# Active Directory



## Sephi2k06 (5. Oktober 2006)

Hallo miteinander

Ich habe mich bis zu diesem Zeitpunkt nicht allzu tief mit Active Directory befasst.
Dennoch stehe ich vor dem folgenden Problem und ich hoffe, dass mir jemand von euch
hier weiterhelfen kann.

Ich habe ein Standardcontainer Users und darunter eine OU mit dem Namen Kostenstelle und wieder darunter weitere OUs mit verschiedenen Kostenstellen-Nummern.

Ich möchte, dass wenn ein Benutzerobjekt in die vorgegebene Kostenstellen OU kommt,
die Rechte automatisch, welche ich, falls ich das kann, der OU zuweise, bekommt und
wenn ich einen Move starte und der entsprechende Benutzer die OU wieder fverlässt, all 
diese Member Ofs wieder gelöscht werden und die neuen von dem neuen Container mit dieser Person wieder verknüpft werden. Geht das irgendwie?

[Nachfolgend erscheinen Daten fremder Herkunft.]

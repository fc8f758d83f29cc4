// SPDX-FileCopyrightText: 2026 Mensajero Contributors
// SPDX-License-Identifier: MIT OR Apache-2.0

//! Bridge from Figment extraction errors to miette diagnostics.
//!
//! Unknown keys get a source span pointing into the offending file when the
//! file is available, plus a "did you mean" hint ranked by Jaro-Winkler
//! similarity.

#![allow(unused_assignments)] // miette's Diagnostic derive generates code triggering this lint

use miette::{Diagnostic, NamedSource, SourceSpan};
use thiserror::Error;

/// Similarity a valid key must reach before it is offered as a correction.
const SUGGESTION_THRESHOLD: f64 = 0.8;

/// A configuration problem ready for rendering.
#[derive(Debug, Error, Diagnostic)]
pub enum ConfigError {
    /// A key the section does not define.
    #[error("unknown configuration key `{key}`")]
    #[diagnostic(
        code(mensajero::config::unknown_key),
        help("{}", unknown_key_help(suggestion.as_deref(), valid_keys))
    )]
    UnknownKey {
        key: String,
        suggestion: Option<String>,
        valid_keys: String,
        #[label("not a recognised key")]
        span: Option<SourceSpan>,
        #[source_code]
        src: Option<NamedSource<String>>,
    },

    /// A value of the wrong TOML type.
    #[error("invalid type for `{key}`: {detail}")]
    #[diagnostic(code(mensajero::config::invalid_type), help("expected {expected}"))]
    InvalidType {
        key: String,
        detail: String,
        expected: String,
    },

    /// A required key without a default.
    #[error("missing required key `{key}`")]
    #[diagnostic(
        code(mensajero::config::missing_key),
        help("add `{key} = <value>` to mensajero.toml")
    )]
    MissingKey { key: String },

    /// A semantic check that failed after deserialization.
    #[error("validation error: {message}")]
    #[diagnostic(code(mensajero::config::validation))]
    Validation { message: String },

    /// Anything else Figment reports.
    #[error("configuration error: {0}")]
    #[diagnostic(code(mensajero::config::other))]
    Other(String),
}

impl ConfigError {
    pub fn validation(message: impl Into<String>) -> Self {
        Self::Validation {
            message: message.into(),
        }
    }
}

impl From<ConfigError> for mensajero_core::MensajeroError {
    fn from(err: ConfigError) -> Self {
        mensajero_core::MensajeroError::Config(err.to_string())
    }
}

fn unknown_key_help(suggestion: Option<&str>, valid_keys: &str) -> String {
    match suggestion {
        Some(s) => format!("did you mean `{s}`? valid keys: {valid_keys}"),
        None => format!("valid keys: {valid_keys}"),
    }
}

/// Convert every error carried by a `figment::Error` into a [`ConfigError`].
///
/// `sources` pairs file paths with their contents so unknown keys can be
/// located; files that are not listed simply get no span.
pub fn figment_to_config_errors(
    err: figment::Error,
    sources: &[(String, String)],
) -> Vec<ConfigError> {
    use figment::error::Kind;

    err.into_iter()
        .map(|error| {
            let dotted = error.path.join(".");
            match &error.kind {
                Kind::UnknownField(field, expected) => {
                    let (span, src) = locate(&error, field, sources);
                    ConfigError::UnknownKey {
                        key: field.clone(),
                        suggestion: suggest_key(field, expected),
                        valid_keys: expected.join(", "),
                        span,
                        src,
                    }
                }
                Kind::MissingField(field) => ConfigError::MissingKey {
                    key: if dotted.is_empty() {
                        field.to_string()
                    } else {
                        format!("{dotted}.{field}")
                    },
                },
                Kind::InvalidType(actual, expected) => ConfigError::InvalidType {
                    key: dotted,
                    detail: format!("found {actual}"),
                    expected: expected.clone(),
                },
                _ => ConfigError::Other(error.to_string()),
            }
        })
        .collect()
}

fn locate(
    error: &figment::Error,
    field: &str,
    sources: &[(String, String)],
) -> (Option<SourceSpan>, Option<NamedSource<String>>) {
    let Some(figment::Source::File(path)) = error.metadata.as_ref().and_then(|m| m.source.as_ref())
    else {
        return (None, None);
    };
    // Figment reports resolved paths; candidates may be relative.
    let Some((name, content)) = sources
        .iter()
        .find(|(p, _)| path.as_path() == std::path::Path::new(p) || path.ends_with(p))
    else {
        return (None, None);
    };

    match find_key_offset(content, error.path.first().map(String::as_str), field) {
        Some(offset) => (
            Some(SourceSpan::new(offset.into(), field.len())),
            Some(NamedSource::new(name, content.clone())),
        ),
        None => (None, None),
    }
}

/// Byte offset of `field` as a key inside `[section]` (or at top level).
pub fn find_key_offset(content: &str, section: Option<&str>, field: &str) -> Option<usize> {
    let mut in_section = section.is_none();
    let mut offset = 0;

    for line in content.split_inclusive('\n') {
        let trimmed = line.trim_start();
        if trimmed.starts_with('[') {
            in_section = section.is_some_and(|s| trimmed.trim_end() == format!("[{s}]"));
        } else if in_section {
            if let Some(rest) = trimmed.strip_prefix(field) {
                if rest.trim_start().starts_with('=') {
                    return Some(offset + (line.len() - trimmed.len()));
                }
            }
        }
        offset += line.len();
    }
    None
}

/// Best valid key for a misspelled one, if any is similar enough.
pub fn suggest_key(unknown: &str, valid_keys: &[&str]) -> Option<String> {
    valid_keys
        .iter()
        .map(|key| (strsim::jaro_winkler(unknown, key), *key))
        .filter(|(score, _)| *score >= SUGGESTION_THRESHOLD)
        .max_by(|a, b| a.0.total_cmp(&b.0))
        .map(|(_, key)| key.to_string())
}

/// Render diagnostics to stderr with miette's graphical handler.
pub fn render_errors(errors: &[ConfigError]) {
    let handler = miette::GraphicalReportHandler::new();
    for error in errors {
        let mut out = String::new();
        match handler.render_report(&mut out, error as &dyn Diagnostic) {
            Ok(()) => eprint!("{out}"),
            Err(_) => eprintln!("error: {error}"),
        }
    }
}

Und ich denke mal, ich kann das nicht mit Group Policy Objects machen... Oder gehts
mit den Gruppenrichtlinien? Eigentlich ist es ja nur eine AD-Verknüpfung!?

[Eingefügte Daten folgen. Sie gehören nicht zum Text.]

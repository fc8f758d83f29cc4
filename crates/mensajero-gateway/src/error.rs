// SPDX-FileCopyrightText: 2026 Mensajero Contributors
// SPDX-License-Identifier: MIT OR Apache-2.0

//! Mapping from domain errors to HTTP responses.

use axum::{
    Json,
    http::StatusCode,
    response::{IntoResponse, Response},
};
use mensajero_core::MensajeroError;
use serde::Serialize;

/// Error response body.
#[derive(Debug, Serialize)]
pub struct ErrorResponse {
    /// Human-readable description.
    pub error: String,
    /// Machine-readable error code.
    pub code: &'static str,
    /// Missing columns, for rejected imports.
    #[serde(skip_serializing_if = "Option::is_none")]
    pub missing: Option<Vec<String>>,
}

/// A handler error. User errors are shown verbatim; store and internal
/// failures are logged and answered with a generic message.
#[derive(Debug)]
pub struct ApiError(pub MensajeroError);

impl From<MensajeroError> for ApiError {
    fn from(err: MensajeroError) -> Self {
        Self(err)
    }
}

pub fn status_for(err: &MensajeroError) -> StatusCode {
    match err {
        MensajeroError::NotFound { .. } => StatusCode::NOT_FOUND,
        MensajeroError::AlreadyDispatched { .. }
        | MensajeroError::AlreadyReceived { .. }
        | MensajeroError::NotYetDispatched { .. }
        | MensajeroError::DuplicateRegistration { .. } => StatusCode::CONFLICT,
        MensajeroError::InvalidInput(_) | MensajeroError::Sheet { .. } => StatusCode::BAD_REQUEST,
        MensajeroError::ImportSchema { .. } => StatusCode::UNPROCESSABLE_ENTITY,
        MensajeroError::Config(_)
        | MensajeroError::Storage { .. }
        | MensajeroError::Internal(_) => StatusCode::INTERNAL_SERVER_ERROR,
    }
}

impl IntoResponse for ApiError {
    fn into_response(self) -> Response {
        let status = status_for(&self.0);
        let error = if self.0.is_user_error() {
            self.0.to_string()
        } else {
            tracing::error!(error = %self.0, "request failed");
            "internal server error".to_string()
        };
        let missing = match &self.0 {
            MensajeroError::ImportSchema { missing, .. } => Some(missing.clone()),
            _ => None,
        };
        (
            status,
            Json(ErrorResponse {
                error,
                code: self.0.code(),
                missing,
            }),
        )
            .into_response()
    }
}

#[cfg(test)]
mod tests {
    use super::*;

    #[test]
    fn taxonomy_maps_to_status_codes() {
        assert_eq!(
            status_for(&MensajeroError::shipment_not_found("A1")),
            StatusCode::NOT_FOUND
        );
        assert_eq!(
            status_for(&MensajeroError::AlreadyDispatched {
                tracking_number: "A1".into()
            }),
            StatusCode::CONFLICT
        );
        assert_eq!(
            status_for(&MensajeroError::InvalidInput("bad".into())),
            StatusCode::BAD_REQUEST
        );
        assert_eq!(
            status_for(&MensajeroError::ImportSchema {
                missing: vec!["city".into()],
                required: vec![],
            }),
            StatusCode::UNPROCESSABLE_ENTITY
        );
        assert_eq!(
            status_for(&MensajeroError::Storage {
                source: "disk full".into()
            }),
            StatusCode::INTERNAL_SERVER_ERROR
        );
    }

    #[test]
    fn internal_detail_is_not_exposed() {
        let response = ApiError(MensajeroError::Internal("secret path".into())).into_response();
        assert_eq!(response.status(), StatusCode::INTERNAL_SERVER_ERROR);
    }
}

Ich wäre Euch zu extremen Dank verpflichtet, wenn mir jemand da weiter helfen könnte...

Gruss

Sephi


----------



## gorim (6. Oktober 2006)

Das ist nicht möglich. Die Gruppenzugehörigkeit eines Benutzers ist unabhängig von der OU. Eine OU ist ein Container, in dem sich verschiedene Objekte befinden und meist einer gemeinsamen logischen Struktur angehören, z.B. eine Abteilung etc. Zugriffsrechte regelt man dann mit Gruppen. So wie du dir das vorstellst ist nicht vorgesehen. Ob da die Gruppenrichtlinien weiterhelfen kann ich nicht sagen, schau mal bei http://www.gruppenrichtlinien.de vorbei.

bis dann
gorim


----------



## Sephi2k06 (6. Oktober 2006)

Danke für die Antwort.

Das der OU nur ein Container ist, ist mir bewusst. Jedoch dachte ich, dass es ja 
irgendwie möglich sein sollte, diesen Prozess so zu automatisieren, wenn ein
Benutzer durch ein anderes System ins AD kommt, dass ich mich nicht mehr mit
der Membershippflege befassen müsste...

Nun ja, ich guck mal bei den goup policies, jedoch denke ich nicht, dass ich das
gebacken bekomme. Weil die Member Of werden ja nicht durch die Richtlinien gesteuert...

Bis dann

Gruss Sephi


----------